JGBs extend gains

09 Feb, 2008

Japanese government bond futures extended gains on Friday as declining Tokyo shares supported safe-haven demand for government debt and offset the impact from a slump in US Treasuries overnight. A bigger-than-expected drop in machinery orders in December and a drop in a diffusion index of a survey of services sector workers kept intact worries about Japan's growth prospects, also aiding JGBs.
Dealers said short-covering pushed cash bond yields lower, particularly in short- to medium-term sectors, partly on lingering speculation that Saturday's Group of Seven meeting of finance officials could yield joint action to ease concerns about a possible US recession and credit market problems. "It's quite rare for the JGB market not to follow US Treasuries, making me suspect that price moves are being driven more by short-covering and the need to balance portfolio allocations than fundamentals," said Tomoyuki Arima, general manager of JGB trading at Tokai Tokyo Securities.

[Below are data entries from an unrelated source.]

//! Route registration and dispatch.
//!
//! Routes are kept in registration order and the first match wins. The table
//! lives behind an [`ArcSwap`]: every request works on a lock-free snapshot,
//! while [`Router::add`] and [`Router::remove`] publish a modified copy.

pub mod matcher;
mod params;

pub use params::RouteParams;

use crate::handler::RequestHandler;
use arc_swap::ArcSwap;
use quill_http::protocol::Method;
use std::fmt;
use std::sync::Arc;
use tracing::debug;

/// A registered route: method, pattern and the handler serving it.
#[derive(Clone)]
pub struct RouteEntry {
    method: Method,
    pattern: String,
    handler: Arc<dyn RequestHandler>,
}

impl RouteEntry {
    pub fn method(&self) -> Method {
        self.method
    }

    pub fn pattern(&self) -> &str {
        &self.pattern
    }

    pub fn handler(&self) -> &dyn RequestHandler {
        self.handler.as_ref()
    }
}

impl fmt::Debug for RouteEntry {
    fn fmt(&self, f: &mut fmt::Formatter<'_>) -> fmt::Result {
        f.debug_struct("RouteEntry").field("method", &self.method).field("pattern", &self.pattern).finish()
    }
}

/// Outcome of looking a request up in a [`RouteTable`].
#[derive(Debug, Clone, Copy)]
pub enum RouteLookup<'t> {
    Found(&'t RouteEntry),
    /// Some pattern matched the path, but none of them for this method.
    MethodNotAllowed,
    NotFound,
}

/// An immutable snapshot of the registered routes.
#[derive(Debug, Clone, Default)]
pub struct RouteTable {
    entries: Vec<RouteEntry>,
}

impl RouteTable {
    pub fn entries(&self) -> &[RouteEntry] {
        &self.entries
    }

    pub fn len(&self) -> usize {
        self.entries.len()
    }

    pub fn is_empty(&self) -> bool {
        self.entries.is_empty()
    }

    /// Finds the first entry matching both `path` and `method`.
    ///
    /// `HEAD` and `OPTIONS` are answered by the first entry matching the path,
    /// whatever its method.
    pub fn lookup(&self, method: Method, path: &[u8]) -> RouteLookup<'_> {
        let ignore_method = matches!(method, Method::Head | Method::Options);
        let mut path_matched = false;

        for entry in &self.entries {
            if !matcher::matches(entry.pattern.as_bytes(), path) {
                continue;
            }
            if ignore_method || entry.method == method {
                return RouteLookup::Found(entry);
            }
            path_matched = true;
        }

        if path_matched { RouteLookup::MethodNotAllowed } else { RouteLookup::NotFound }
    }
}

/// The route table shared by all connections of a server.
pub struct Router {
    table: ArcSwap<RouteTable>,
}

impl Router {
    pub fn builder() -> RouterBuilder {
        RouterBuilder::new()
    }

    /// A snapshot of the current routes; later changes don't affect it.
    pub fn table(&self) -> Arc<RouteTable> {
        self.table.load_full()
    }

    /// Appends a route. It is matched after every route registered before it.
    pub fn add(&self, pattern: impl Into<String>, route: MethodRoute) {
        let entry = route.into_entry(pattern.into());
        debug!(method = %entry.method, pattern = %entry.pattern, "adding route");
        self.table.rcu(|table| {
            let mut entries = table.entries.clone();
            entries.push(entry.clone());
            RouteTable { entries }
        });
    }

    /// Removes every route registered for `method` and `pattern`, returning
    /// whether anything was removed.
    pub fn remove(&self, method: Method, pattern: &str) -> bool {
        let is_target = |entry: &RouteEntry| entry.method == method && entry.pattern == pattern;
        let previous = self.table.rcu(|table| {
            let entries = table.entries.iter().filter(|entry| !is_target(*entry)).cloned().collect();
            RouteTable { entries }
        });
        let removed = previous.entries.iter().any(is_target);
        debug!(%method, pattern, removed, "removing route");
        removed
    }
}

impl fmt::Debug for Router {
    fn fmt(&self, f: &mut fmt::Formatter<'_>) -> fmt::Result {
        f.debug_struct("Router").field("table", &self.table.load()).finish()
    }
}

#[derive(Debug, Default)]
pub struct RouterBuilder {
    entries: Vec<RouteEntry>,
}

impl RouterBuilder {
    fn new() -> Self {
        Self::default()
    }

    pub fn route(mut self, pattern: impl Into<String>, route: MethodRoute) -> Self {
        self.entries.push(route.into_entry(pattern.into()));
        self
    }

    pub fn build(self) -> Router {
        Router { table: ArcSwap::from_pointee(RouteTable { entries: self.entries }) }
    }
}

/// A handler bound to a request method, waiting for its pattern.
pub struct MethodRoute {
    method: Method,
    handler: Arc<dyn RequestHandler>,
}

impl fmt::Debug for MethodRoute {
    fn fmt(&self, f: &mut fmt::Formatter<'_>) -> fmt::Result {
        f.debug_struct("MethodRoute").field("method", &self.method).finish_non_exhaustive()
    }
}

impl MethodRoute {
    pub fn new<H: RequestHandler + 'static>(method: Method, handler: H) -> Self {
        Self { method, handler: Arc::new(handler) }
    }

    fn into_entry(self, pattern: String) -> RouteEntry {
        RouteEntry { method: self.method, pattern, handler: self.handler }
    }
}

macro_rules! method_route {
    ($name:ident, $method:ident) => {
        pub fn $name<H: RequestHandler + 'static>(handler: H) -> MethodRoute {
            MethodRoute::new(Method::$method, handler)
        }
    };
}

method_route!(get, Get);
method_route!(post, Post);
method_route!(put, Put);
method_route!(delete, Delete);
method_route!(patch, Patch);
method_route!(head, Head);
method_route!(options, Options);

#[cfg(test)]
mod tests {
    use super::*;
    use crate::handler::handler_fn;

    fn noop() -> impl RequestHandler {
        handler_fn(|_request, _response| Ok(()))
    }

    fn blog_router() -> Router {
        Router::builder()
            .route("/", get(noop()))
            .route("/blog", get(noop()))
            .route("/blog/{post}", get(noop()))
            .route("/blog/{post}", put(noop()))
            .route("/blog/{post}/edit", post(noop()))
            .build()
    }

    fn found(lookup: RouteLookup<'_>) -> Option<(Method, &str)> {
        match lookup {
            RouteLookup::Found(entry) => Some((entry.method(), entry.pattern())),
            _ => None,
        }
    }

    #[test]
    fn test_lookup() {
        let table = blog_router().table();

        assert_eq!(found(table.lookup(Method::Get, b"/")), Some((Method::Get, "/")));
        assert_eq!(found(table.lookup(Method::Get, b"/blog/hello")), Some((Method::Get, "/blog/{post}")));
        assert_eq!(found(table.lookup(Method::Put, b"/blog/hello")), Some((Method::Put, "/blog/{post}")));
        assert_eq!(found(table.lookup(Method::Post, b"/blog/hello/edit?x=1")), Some((Method::Post, "/blog/{post}/edit")));
    }

    #[test]
    fn test_lookup_failures() {
        let table = blog_router().table();

        assert!(matches!(table.lookup(Method::Delete, b"/blog/hello"), RouteLookup::MethodNotAllowed));
        assert!(matches!(table.lookup(Method::Get, b"/blog/hello/delete"), RouteLookup::NotFound));
        assert!(matches!(table.lookup(Method::None, b"/blog"), RouteLookup::MethodNotAllowed));
    }

    #[test]
    fn test_head_and_options_ignore_method() {
        let table = blog_router().table();

        assert_eq!(found(table.lookup(Method::Head, b"/blog/x/edit")), Some((Method::Post, "/blog/{post}/edit")));
        assert_eq!(found(table.lookup(Method::Options, b"/blog")), Some((Method::Get, "/blog")));
    }

    #[test]
    fn test_add_and_remove() {
        let router = blog_router();
        let snapshot = router.table();

        router.add("/about", get(noop()));
        assert!(matches!(router.table().lookup(Method::Get, b"/about"), RouteLookup::Found(_)));
        assert!(matches!(snapshot.lookup(Method::Get, b"/about"), RouteLookup::NotFound));

        assert!(router.remove(Method::Put, "/blog/{post}"));
        assert!(!router.remove(Method::Put, "/blog/{post}"));
        assert!(matches!(router.table().lookup(Method::Put, b"/blog/x"), RouteLookup::MethodNotAllowed));
        assert_eq!(router.table().len(), 5);
    }
}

"Fears about the G7 meeting producing a surprise, such as a concerted action, are probably prompting some investors to buy the shorter end of the curve," he said.
March 10-year JGB futures ended the day session up 0.11 point at 137.95 after falling by as much as 0.41 point earlier in the day. JGB futures dropped initially after US Treasuries fell sharply on Thursday due to a dismal $9 billion auction of 30-year government bonds and a recovery in US shares.
The benchmark 10-year JGB yield fell 1 basis point to 1.415 percent off an intraday high of 1.450 percent. The two-year yield fell 2.5 basis points to 0.550 percent while five-year yields shed 3 basis points to 0.860 percent. The benchmark Nikkei average fell 1.44 percent. Japanese markets will be closed on Monday for a public holiday.
The G7 gathering of finance ministers and central bankers in Tokyo on Saturday was unlikely to dispel uncertainty over the prospects of rescue plans for US bond insurers and may have a limited impact on JGBs, said Akitsugu Bandou, senior strategist for Okasan Securities. It is hard to think that the Bank of Japan will face any strong pressure at the G7 to ease monetary policy, Bandou said.